(Data items)
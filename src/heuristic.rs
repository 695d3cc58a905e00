//! Heuristic parameters and the per-variable centralities that rank literals.

use crate::{
    alg::CoverStrategy,
    dataset::Dataset,
    error::{Error, Result},
    graph::Graph,
    stat::rescale,
};
use bit_set::BitSet;
use dashmap::DashMap;
use serde::{Deserialize, Serialize};

pub const DEFAULT_RESOLUTION: f64 = 0.00001;
pub const DEFAULT_DENSITY: f64 = 0.25;

/// Ratios of the four literal scoring heuristics.
#[derive(Debug, Clone, Copy, PartialEq, Serialize, Deserialize)]
pub struct Weights {
    pub literal_frequency: f64,
    pub degree: f64,
    pub betweenness: f64,
    pub sub_degree: f64,
}

impl Default for Weights {
    fn default() -> Self {
        Self {
            literal_frequency: 0.5,
            degree: 0.25,
            betweenness: 0.25,
            sub_degree: 0.,
        }
    }
}

impl Weights {
    /// Read the weights in the order literal frequency, degree, betweenness,
    /// sub-degree. Extra values are ignored.
    pub fn from_slice(values: &[f64]) -> Result<Self> {
        if values.len() < 4 {
            return Err(Error::config(format!(
                "4 heuristic weights are required, got {}",
                values.len()
            )));
        }
        if values.len() > 4 {
            warn!("ignoring {} extra heuristic weights", values.len() - 4);
        }
        let ans = Self {
            literal_frequency: values[0],
            degree: values[1],
            betweenness: values[2],
            sub_degree: values[3],
        };
        ans.validate()?;
        Ok(ans)
    }

    pub fn to_array(self) -> [f64; 4] {
        [
            self.literal_frequency,
            self.degree,
            self.betweenness,
            self.sub_degree,
        ]
    }

    pub fn validate(&self) -> Result<()> {
        let values = self.to_array();
        if let Some(w) = values.iter().find(|w| !w.is_finite() || **w < 0.) {
            return Err(Error::config(format!(
                "heuristic weights must be non-negative numbers, got {w}"
            )));
        }
        if values.iter().all(|w| *w == 0.) {
            return Err(Error::config("at least one heuristic weight must be > 0"));
        }
        Ok(())
    }
}

/// Everything the minimization needs besides the data.
#[derive(Debug, Clone, Copy, PartialEq, Serialize, Deserialize)]
pub struct Params {
    pub weights: Weights,
    /// Literal scores are snapped to multiples of this value.
    pub resolution: f64,
    /// Fraction of co-occurrence pairs used as the edge cutoff.
    pub density: f64,
    pub cover: CoverStrategy,
}

impl Default for Params {
    fn default() -> Self {
        Self {
            weights: Weights::default(),
            resolution: DEFAULT_RESOLUTION,
            density: DEFAULT_DENSITY,
            cover: CoverStrategy::default(),
        }
    }
}

impl Params {
    pub fn validate(&self) -> Result<()> {
        self.weights.validate()?;
        if !self.resolution.is_finite() || self.resolution <= 0. {
            return Err(Error::config(format!(
                "resolution must be > 0, got {}",
                self.resolution
            )));
        }
        if !(0. ..=1.).contains(&self.density) {
            return Err(Error::config(format!(
                "density must be within [0, 1], got {}",
                self.density
            )));
        }
        if self.resolution > DEFAULT_RESOLUTION {
            warn!(
                "rough resolution {} may cause many ties and a slower analysis",
                self.resolution
            );
        }
        Ok(())
    }
}

/// Combined onset/offset centralities of every variable.
///
/// Degree uses the co-occurrence graphs, betweenness their inverted
/// counterparts. Each score is `rescale(onset_raw - offset_raw)`.
#[derive(Debug)]
pub struct Centralities {
    pub degree: Vec<f64>,
    pub betweenness: Vec<f64>,
    onset_graph: Graph,
    offset_graph: Graph,
    sub_degree_cache: DashMap<BitSet, Vec<f64>>,
}

impl Centralities {
    pub fn new(dataset: &Dataset, density: f64) -> Self {
        let num_vars = dataset.num_vars();
        let onset_graph = Graph::build(&dataset.onset, num_vars, density);
        let offset_graph = Graph::build(&dataset.offset, num_vars, density);
        debug!(
            onset_edges = onset_graph.edges().len(),
            offset_edges = offset_graph.edges().len(),
            onset_connected = onset_graph.is_connected(),
            offset_connected = offset_graph.is_connected(),
            "co-occurrence graphs built"
        );

        let degree = combine(&onset_graph.degree(true), &offset_graph.degree(true));
        let betweenness = combine(
            &onset_graph.inverted().betweenness(),
            &offset_graph.inverted().betweenness(),
        );

        Self {
            degree,
            betweenness,
            onset_graph,
            offset_graph,
            sub_degree_cache: DashMap::new(),
        }
    }

    pub fn num_vars(&self) -> usize {
        self.degree.len()
    }

    pub fn onset_graph(&self) -> &Graph {
        &self.onset_graph
    }

    pub fn offset_graph(&self) -> &Graph {
        &self.offset_graph
    }

    /// Affinity of every variable with the variables in `subset`.
    pub fn sub_degree(&self, subset: &BitSet) -> Vec<f64> {
        if let Some(v) = self.sub_degree_cache.get(subset) {
            return v.clone();
        }

        let ans = combine(
            &self.onset_graph.sub_degree(subset),
            &self.offset_graph.sub_degree(subset),
        );
        self.sub_degree_cache.insert(subset.clone(), ans.clone());
        ans
    }
}

fn combine(onset: &[f64], offset: &[f64]) -> Vec<f64> {
    let diff: Vec<f64> = onset.iter().zip(offset).map(|(a, b)| a - b).collect();
    rescale(&diff)
}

◆ Your instructions: Return every line from the entries above that contains the word "Some".

◆ Answer to the problem:
        if let Some(w) = values.iter().find(|w| !w.is_finite() || **w < 0.) {
        if let Some(v) = self.sub_degree_cache.get(subset) {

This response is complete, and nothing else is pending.